En parlant un peu, le jeune homme nous explique qu'ils étaient quatre dans la voiture, en route pour un concours de Scrabble. Il aime bien partager ça, les concours de Scrabble, avec son amie. J'essaie de rester centré sur lui, avec l'attitude d'empathie adéquate sans laisser transparaitre que mon cerveau screene en boucles anxieuses toutes les phases de ma prise en charge: l'examen, l'évaluation globale, l'antalgie qui diffuse en goutte à goutte dans ses veines, et ce que je devrai transmettre à l'arrivée dans ces urgences d'un hôpital que je ne connais pas. On m'a laissé gérer, avec la délégation de confiance qu'exigeait la situation. Il est calme… anormalement calme...

Les urgences ont été mises en alerte. Bien moins organisées qu'actuellement, les gens possédaient néanmoins des compétences qui m'impressionnaient, moi, le type d'un CHU de la capitale. Pas de question en trop, on complète les choses que j'ai oubliées de vérifier : c'est carré. J'informe en aparté le médecin, qui prend en charge mon patient, de ce qu'il en est de sa compagne.

Comment va mon amie ?Son état était grave. On n'a rien pu faire. Elle n'a pas souffert.
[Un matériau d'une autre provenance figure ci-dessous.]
use serde::Deserialize;
use utoipa::ToSchema;
use uuid::Uuid;

#[derive(Debug, Default, Deserialize, ToSchema)]
pub struct Pagination {
    pub page: Option<i64>,
    pub per_page: Option<i64>,
}

impl Pagination {
    pub fn normalize(&self) -> (i64, i64, i64) {
        let page = self.page.unwrap_or(1).max(1);
        let per_page = self.per_page.unwrap_or(20).clamp(1, 100);
        let offset = (page - 1) * per_page;
        (page, per_page, offset)
    }
}

#[derive(Debug, Deserialize, ToSchema)]
#[serde(rename_all = "snake_case")]
pub enum SortOrder {
    Asc,
    Desc,
}

#[derive(Debug, Deserialize, ToSchema)]
#[serde(rename_all = "snake_case")]
pub enum ProductSortBy {
    Name,
    Stock,
    UpdatedAt,
}

#[derive(Debug, Default, Deserialize, ToSchema)]
pub struct ProductQuery {
    pub page: Option<i64>,
    pub per_page: Option<i64>,
    pub category_id: Option<Uuid>,
    pub series_id: Option<Uuid>,
    pub model_id: Option<Uuid>,
    pub sort_by: Option<ProductSortBy>,
    pub sort_order: Option<SortOrder>,
}

#[derive(Debug, Default, Deserialize, ToSchema)]
pub struct BranchQuery {
    pub page: Option<i64>,
    pub per_page: Option<i64>,
    pub company_id: Option<Uuid>,
    pub is_main: Option<bool>,
}

// Query strings are decoded by serde_urlencoded, which cannot feed numbers or
// booleans through `#[serde(flatten)]`, so paged queries repeat the two fields.
impl ProductQuery {
    pub fn pagination(&self) -> Pagination {
        Pagination {
            page: self.page,
            per_page: self.per_page,
        }
    }
}

impl BranchQuery {
    pub fn pagination(&self) -> Pagination {
        Pagination {
            page: self.page,
            per_page: self.per_page,
        }
    }
}

#[derive(Debug, Default, Deserialize, ToSchema)]
pub struct SeriesQuery {
    pub category_id: Option<Uuid>,
}

#[derive(Debug, Default, Deserialize, ToSchema)]
pub struct ModelQuery {
    pub category_id: Option<Uuid>,
    pub series_id: Option<Uuid>,
}

#[cfg(test)]
mod tests {
    use super::*;

    #[test]
    fn pagination_defaults() {
        let p = Pagination::default();
        assert_eq!(p.normalize(), (1, 20, 0));
    }

    #[test]
    fn pagination_is_clamped() {
        let p = Pagination {
            page: Some(0),
            per_page: Some(1000),
        };
        assert_eq!(p.normalize(), (1, 100, 0));

        let p = Pagination {
            page: Some(3),
            per_page: Some(10),
        };
        assert_eq!(p.normalize(), (3, 10, 20));
    }

    #[test]
    fn branch_query_decodes_from_query_string() {
        let q: BranchQuery =
            serde_urlencoded::from_str("page=2&per_page=5&is_main=true").unwrap();
        assert_eq!(q.is_main, Some(true));
        assert_eq!(q.pagination().normalize(), (2, 5, 5));
    }
}
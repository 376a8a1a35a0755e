//! "At most one flagged row per partition" for main branches and cover images.
//!
//! Callers run [`enforce_exclusive`] inside the same transaction that writes the
//! flagged record, *before* that write. The partition's parent row is locked
//! first so two concurrent writers of the same partition are serialized, then
//! every other flagged row is demoted. The record's own write follows, and the
//! commit publishes both at once. Demoting first also keeps the partial unique
//! index (`... WHERE is_main` / `... WHERE is_cover`) satisfied at every
//! statement.

use sea_orm::sea_query::{Expr, LockType};
use sea_orm::{ColumnTrait, ConnectionTrait, DbErr, EntityTrait, QueryFilter, QuerySelect};
use uuid::Uuid;

use crate::entity::{branches, companies, product_images, products};
use crate::error::{AppError, AppResult};

/// An entity holding a boolean flag that may be set on one row per partition.
pub trait ExclusiveFlag: EntityTrait {
    /// Entity whose rows define the partitions (company, product).
    type Partition: EntityTrait;

    const FLAG: &'static str;

    fn id_column() -> Self::Column;
    fn partition_column() -> Self::Column;
    fn flag_column() -> Self::Column;
    fn partition_id_column() -> <Self::Partition as EntityTrait>::Column;
}

impl ExclusiveFlag for branches::Entity {
    type Partition = companies::Entity;

    const FLAG: &'static str = "is_main";

    fn id_column() -> Self::Column {
        branches::Column::Id
    }

    fn partition_column() -> Self::Column {
        branches::Column::CompanyId
    }

    fn flag_column() -> Self::Column {
        branches::Column::IsMain
    }

    fn partition_id_column() -> companies::Column {
        companies::Column::Id
    }
}

impl ExclusiveFlag for product_images::Entity {
    type Partition = products::Entity;

    const FLAG: &'static str = "is_cover";

    fn id_column() -> Self::Column {
        product_images::Column::Id
    }

    fn partition_column() -> Self::Column {
        product_images::Column::ProductId
    }

    fn flag_column() -> Self::Column {
        product_images::Column::IsCover
    }

    fn partition_id_column() -> products::Column {
        products::Column::Id
    }
}

/// Takes a row lock on the partition's parent. Returns `false` if it does not exist.
pub async fn lock_partition<E, C>(conn: &C, partition_id: Uuid) -> Result<bool, DbErr>
where
    E: ExclusiveFlag,
    C: ConnectionTrait,
{
    let parent = E::Partition::find()
        .filter(E::partition_id_column().eq(partition_id))
        .lock(LockType::Update)
        .one(conn)
        .await?;
    Ok(parent.is_some())
}

/// Clears the flag on every row of the partition except `keep_id`.
pub async fn demote_siblings<E, C>(conn: &C, partition_id: Uuid, keep_id: Uuid) -> Result<u64, DbErr>
where
    E: ExclusiveFlag,
    C: ConnectionTrait,
{
    let result = E::update_many()
        .col_expr(E::flag_column(), Expr::value(false))
        .filter(E::partition_column().eq(partition_id))
        .filter(E::flag_column().eq(true))
        .filter(E::id_column().ne(keep_id))
        .exec(conn)
        .await?;
    Ok(result.rows_affected)
}

/// Prepares a write of record `record_id` whose flag will be `flagged`.
///
/// No-op when the flag is false or the record has no partition yet. Must be
/// called on the transaction that performs the write. Returns the number of
/// demoted siblings.
pub async fn enforce_exclusive<E, C>(
    conn: &C,
    partition_id: Option<Uuid>,
    record_id: Uuid,
    flagged: bool,
) -> AppResult<u64>
where
    E: ExclusiveFlag,
    C: ConnectionTrait,
{
    let Some(partition_id) = partition_id.filter(|_| flagged) else {
        return Ok(0);
    };

    if !lock_partition::<E, C>(conn, partition_id).await? {
        return Err(AppError::NotFound);
    }

    let demoted = demote_siblings::<E, C>(conn, partition_id, record_id).await?;
    if demoted > 0 {
        tracing::debug!(
            flag = E::FLAG,
            %partition_id,
            %record_id,
            demoted,
            "demoted flagged siblings"
        );
    }
    Ok(demoted)
}
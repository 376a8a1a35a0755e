use sea_orm::entity::prelude::*;

#[derive(Clone, Debug, PartialEq, DeriveEntityModel)]
#[sea_orm(table_name = "statistics")]
pub struct Model {
    #[sea_orm(primary_key, auto_increment = false)]
    pub id: Uuid,
    pub title: String,
    pub value: i32,
    pub icon: String,
}

#[derive(Copy, Clone, Debug, EnumIter, DeriveRelation)]
pub enum Relation {}

impl ActiveModelBehavior for ActiveModel {}
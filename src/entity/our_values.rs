use sea_orm::entity::prelude::*;

#[derive(Clone, Debug, PartialEq, DeriveEntityModel)]
#[sea_orm(table_name = "our_values")]
pub struct Model {
    #[sea_orm(primary_key, auto_increment = false)]
    pub id: Uuid,
    pub title: String,
    pub description: String,
    pub image: String,
}

#[derive(Copy, Clone, Debug, EnumIter, DeriveRelation)]
pub enum Relation {}

impl ActiveModelBehavior for ActiveModel {}
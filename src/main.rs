use anyhow::Context;
use axum::{
    Json, Router,
    http::{HeaderName, HeaderValue, Request, Response, StatusCode, Uri},
    routing::get,
};
use tower::limit::ConcurrencyLimitLayer;
use tower_http::cors::{AllowOrigin, Any, CorsLayer};
use tower_http::limit::RequestBodyLimitLayer;
use tower_http::request_id::{MakeRequestUuid, PropagateRequestIdLayer, SetRequestIdLayer};
use tower_http::trace::TraceLayer;
use tracing_subscriber::{layer::SubscriberExt, util::SubscriberInitExt};

use std::{net::SocketAddr, time::Duration};

use showroom_api::{
    config::AppConfig,
    db::{create_pool, run_migrations},
    response::{ApiResponse, Meta},
    routes::{create_api_router, doc::scalar_docs, health},
    state::AppState,
};

#[tokio::main]
async fn main() -> anyhow::Result<()> {
    dotenvy::dotenv().ok();
    tracing_subscriber::registry()
        .with(
            tracing_subscriber::EnvFilter::try_from_default_env()
                .unwrap_or_else(|_| "info,showroom_api=debug".into()),
        )
        .with(tracing_subscriber::fmt::layer())
        .init();

    let config = AppConfig::from_env()?;
    let pool = create_pool(&config.database_url, config.database_max_connections).await?;
    let jwt_secret = config
        .jwt_secret
        .clone()
        .context("JWT_SECRET is not set")?;
    let state = AppState::new(pool, jwt_secret);

    for file in run_migrations(&state.orm).await? {
        tracing::info!(file = %file, "migration applied");
    }

    let api_router = create_api_router();
    let concurrency_limit_layer = ConcurrencyLimitLayer::new(config.concurrency_limit);

    let request_id_header = HeaderName::from_static("x-request-id");
    let trace_layer = TraceLayer::new_for_http()
        .make_span_with(|request: &Request<_>| {
            let request_id = request
                .headers()
                .get("x-request-id")
                .and_then(|value| value.to_str().ok())
                .unwrap_or("-");
            tracing::info_span!(
                "http_request",
                method = %request.method(),
                uri = %request.uri(),
                request_id = %request_id
            )
        })
        .on_request(|request: &Request<_>, _span: &tracing::Span| {
            let request_id = request
                .headers()
                .get("x-request-id")
                .and_then(|value| value.to_str().ok())
                .unwrap_or("-");
            tracing::info!(
                request_id = %request_id,
                method = %request.method(),
                uri = %request.uri(),
                "request started"
            );
        })
        .on_response(|response: &Response<_>, latency: Duration, _span: &tracing::Span| {
            tracing::info!(
                status = %response.status(),
                ms = %latency.as_millis(),
                "request finished"
            );
        });

    let app = Router::new()
        .route("/health", get(health::health_check))
        .nest("/api", api_router)
        .merge(scalar_docs())
        .fallback(not_found)
        .layer(trace_layer)
        .layer(PropagateRequestIdLayer::new(
            request_id_header.clone(),
        ))
        .layer(SetRequestIdLayer::new(
            request_id_header,
            MakeRequestUuid,
        ))
        .layer(cors_layer(&config.cors_origins))
        .layer(RequestBodyLimitLayer::new(config.body_limit))
        .layer(concurrency_limit_layer)
        .with_state(state);

    let addr = SocketAddr::from((config.host.parse::<std::net::IpAddr>()?, config.port));
    tracing::info!("listening on {}", addr);

    axum::serve(tokio::net::TcpListener::bind(addr).await?, app).await?;

    Ok(())
}

/// Permissive for an empty origin list, otherwise limited to the listed origins.
fn cors_layer(origins: &[String]) -> CorsLayer {
    let allow_origin = if origins.is_empty() {
        AllowOrigin::from(Any)
    } else {
        AllowOrigin::list(
            origins
                .iter()
                .filter_map(|origin| origin.parse::<HeaderValue>().ok()),
        )
    };
    CorsLayer::new()
        .allow_origin(allow_origin)
        .allow_methods(Any)
        .allow_headers(Any)
}

async fn not_found(uri: Uri) -> (StatusCode, Json<ApiResponse<serde_json::Value>>) {
    let body = ApiResponse::success(
        "Not Found",
        serde_json::json!({ "path": uri.path() }),
        Some(Meta::empty()),
    );
    (StatusCode::NOT_FOUND, Json(body))
}
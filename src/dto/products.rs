use serde::{Deserialize, Serialize};
use utoipa::ToSchema;
use uuid::Uuid;
use validator::Validate;

use crate::models::{Product, ProductImage, ProductVideo};

/// Position of a product in the Category → Series → Model hierarchy.
#[derive(Debug, Default, Clone, Copy, PartialEq, Deserialize, Serialize, ToSchema)]
pub struct ProductPlacement {
    pub category_id: Option<Uuid>,
    pub series_id: Option<Uuid>,
    pub model_id: Option<Uuid>,
}

#[derive(Debug, Deserialize, ToSchema, Validate)]
pub struct ProductImageInput {
    #[validate(length(min = 1, message = "image path is required"))]
    pub image: String,
    #[validate(length(max = 100, message = "alt text must be at most 100 characters"))]
    pub alt_text: Option<String>,
    #[serde(default)]
    pub is_cover: bool,
}

#[derive(Debug, Deserialize, ToSchema, Validate)]
pub struct UpdateProductImageRequest {
    #[validate(length(min = 1, message = "image path is required"))]
    pub image: Option<String>,
    #[validate(length(max = 100, message = "alt text must be at most 100 characters"))]
    pub alt_text: Option<String>,
    pub is_cover: Option<bool>,
}

#[derive(Debug, Deserialize, ToSchema, Validate)]
pub struct ProductVideoInput {
    pub video: Option<String>,
    #[validate(length(max = 100, message = "alt text must be at most 100 characters"))]
    pub alt_text: Option<String>,
}

#[derive(Debug, Deserialize, ToSchema, Validate)]
pub struct CreateProductRequest {
    #[validate(length(min = 1, max = 100, message = "name must be 1-100 characters"))]
    pub name: String,
    #[serde(flatten)]
    pub placement: ProductPlacement,
    #[validate(range(min = 0.0, message = "width must not be negative"))]
    pub width: f64,
    #[validate(range(min = 0.0, message = "height must not be negative"))]
    pub height: f64,
    #[validate(range(min = 0.0, message = "depth must not be negative"))]
    pub depth: f64,
    #[serde(default)]
    pub description: String,
    #[validate(range(min = 0, message = "stock must not be negative"))]
    pub stock: i32,
    #[serde(default)]
    #[validate(nested)]
    pub images: Vec<ProductImageInput>,
    #[serde(default)]
    #[validate(nested)]
    pub videos: Vec<ProductVideoInput>,
}

#[derive(Debug, Deserialize, ToSchema, Validate)]
pub struct UpdateProductRequest {
    #[validate(length(min = 1, max = 100, message = "name must be 1-100 characters"))]
    pub name: Option<String>,
    /// Replaces all three hierarchy references when present.
    pub placement: Option<ProductPlacement>,
    #[validate(range(min = 0.0, message = "width must not be negative"))]
    pub width: Option<f64>,
    #[validate(range(min = 0.0, message = "height must not be negative"))]
    pub height: Option<f64>,
    #[validate(range(min = 0.0, message = "depth must not be negative"))]
    pub depth: Option<f64>,
    pub description: Option<String>,
    #[validate(range(min = 0, message = "stock must not be negative"))]
    pub stock: Option<i32>,
}

#[derive(Serialize, ToSchema)]
#[serde(transparent)]
pub struct ProductList {
    #[schema(value_type = Vec<Product>)]
    pub items: Vec<Product>,
}

#[derive(Debug, Serialize, ToSchema)]
pub struct ProductDetail {
    pub product: Product,
    pub images: Vec<ProductImage>,
    pub videos: Vec<ProductVideo>,
}

#[derive(Debug, Serialize, ToSchema)]
pub struct ProductImageList {
    pub items: Vec<ProductImage>,
}

#[derive(Debug, Serialize, ToSchema)]
pub struct ProductVideoList {
    pub items: Vec<ProductVideo>,
}

#[cfg(test)]
mod tests {
    use super::*;

    fn request() -> CreateProductRequest {
        CreateProductRequest {
            name: "Köşe Koltuk".into(),
            placement: ProductPlacement::default(),
            width: 240.0,
            height: 85.0,
            depth: 160.0,
            description: "<p>Soft fabric</p>".into(),
            stock: 3,
            images: vec![ProductImageInput {
                image: "product_images/a.jpg".into(),
                alt_text: None,
                is_cover: true,
            }],
            videos: vec![],
        }
    }

    #[test]
    fn valid_product_passes() {
        assert!(request().validate().is_ok());
    }

    #[test]
    fn negative_dimensions_and_stock_fail() {
        let mut req = request();
        req.width = -1.0;
        req.stock = -5;
        let errors = req.validate().unwrap_err();
        let fields = errors.field_errors();
        assert!(fields.contains_key("width"));
        assert!(fields.contains_key("stock"));
    }

    #[test]
    fn nested_image_is_validated() {
        let mut req = request();
        req.images[0].image = String::new();
        assert!(req.validate().is_err());
    }

    #[test]
    fn placement_is_flattened() {
        let json = serde_json::json!({
            "name": "Sehpa",
            "category_id": "7b8f0c5e-9d1f-4a44-9b84-3c1b0f5b9e11",
            "width": 50.0,
            "height": 45.0,
            "depth": 50.0,
            "stock": 1
        });
        let req: CreateProductRequest = serde_json::from_value(json).unwrap();
        assert!(req.placement.category_id.is_some());
        assert!(req.placement.series_id.is_none());
        assert!(req.images.is_empty());
    }
}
C'est ce que j'ai dû lui dire en résumé, dans l'irréalité de la situation, au bord de la panique. C'est important pour moi que les gens sachent que leurs proches n'ont pas souffert. Je prends aussi le temps de les écouter exprimer leur culpabilité ressentie : elle est souvent la seule explication accessible face à l'intransigeance incompréhensible du destin. Je leur donne alors des mots, des réponses, espérant la désamorcer et les aider à commencer leur travail de deuil. Lui, je le vois intégrer l'information, la confronter à son ressenti profond, balayant toute trace d'espoir vacillant ayant pu persister. Il reste calme, digne. Il ne pose pas de questions. On lui explique les radiographies, le scanner, la suite. Après lui avoir serré la main, je regarde son brancard s'éloigner entouré de l'équipe qui prend le relais. Il s'en sortira avec des fractures vertébrales sans atteinte de sa moelle. Les jeunes pompiers repartent vers leur caserne avec des images plein leur tête. Des jeunes gens partaient dans la gaieté d'un dimanche d'automne partager un concours de scrabble. Ils ont été éjectés comme des poupées de chiffon de leur bulle de bonheur quotidien par les aléas d'une autoroute. Le destin ce jour-là avait décidé qu'en dehors de la trace d'une prise de sang médico légale, le conducteur ivre, responsable de l'accident, qui a bousculé leur véhicule par l'arrière, lui, serait indemne.

"Comment va mon amie ?"… "Son état était grave. On n'a rien pu faire. Elle n'a pas souffert". C'est ce que j'ai dû lui dire en résumé, dans l'irréalité de la situation, au bord de la panique.

Dans mon premier « multi victime », j'ai constaté un décès trop précoce et géré un miraculé marqué à vie. La question de la responsabilité du conducteur ébrieux sera, elle, déterminée par d'autres compétences. Je rejoins le SAMU en silence et j'allume une clope pour accompagner le premier des nombreux cafés de ces secondes 24h qui débutent.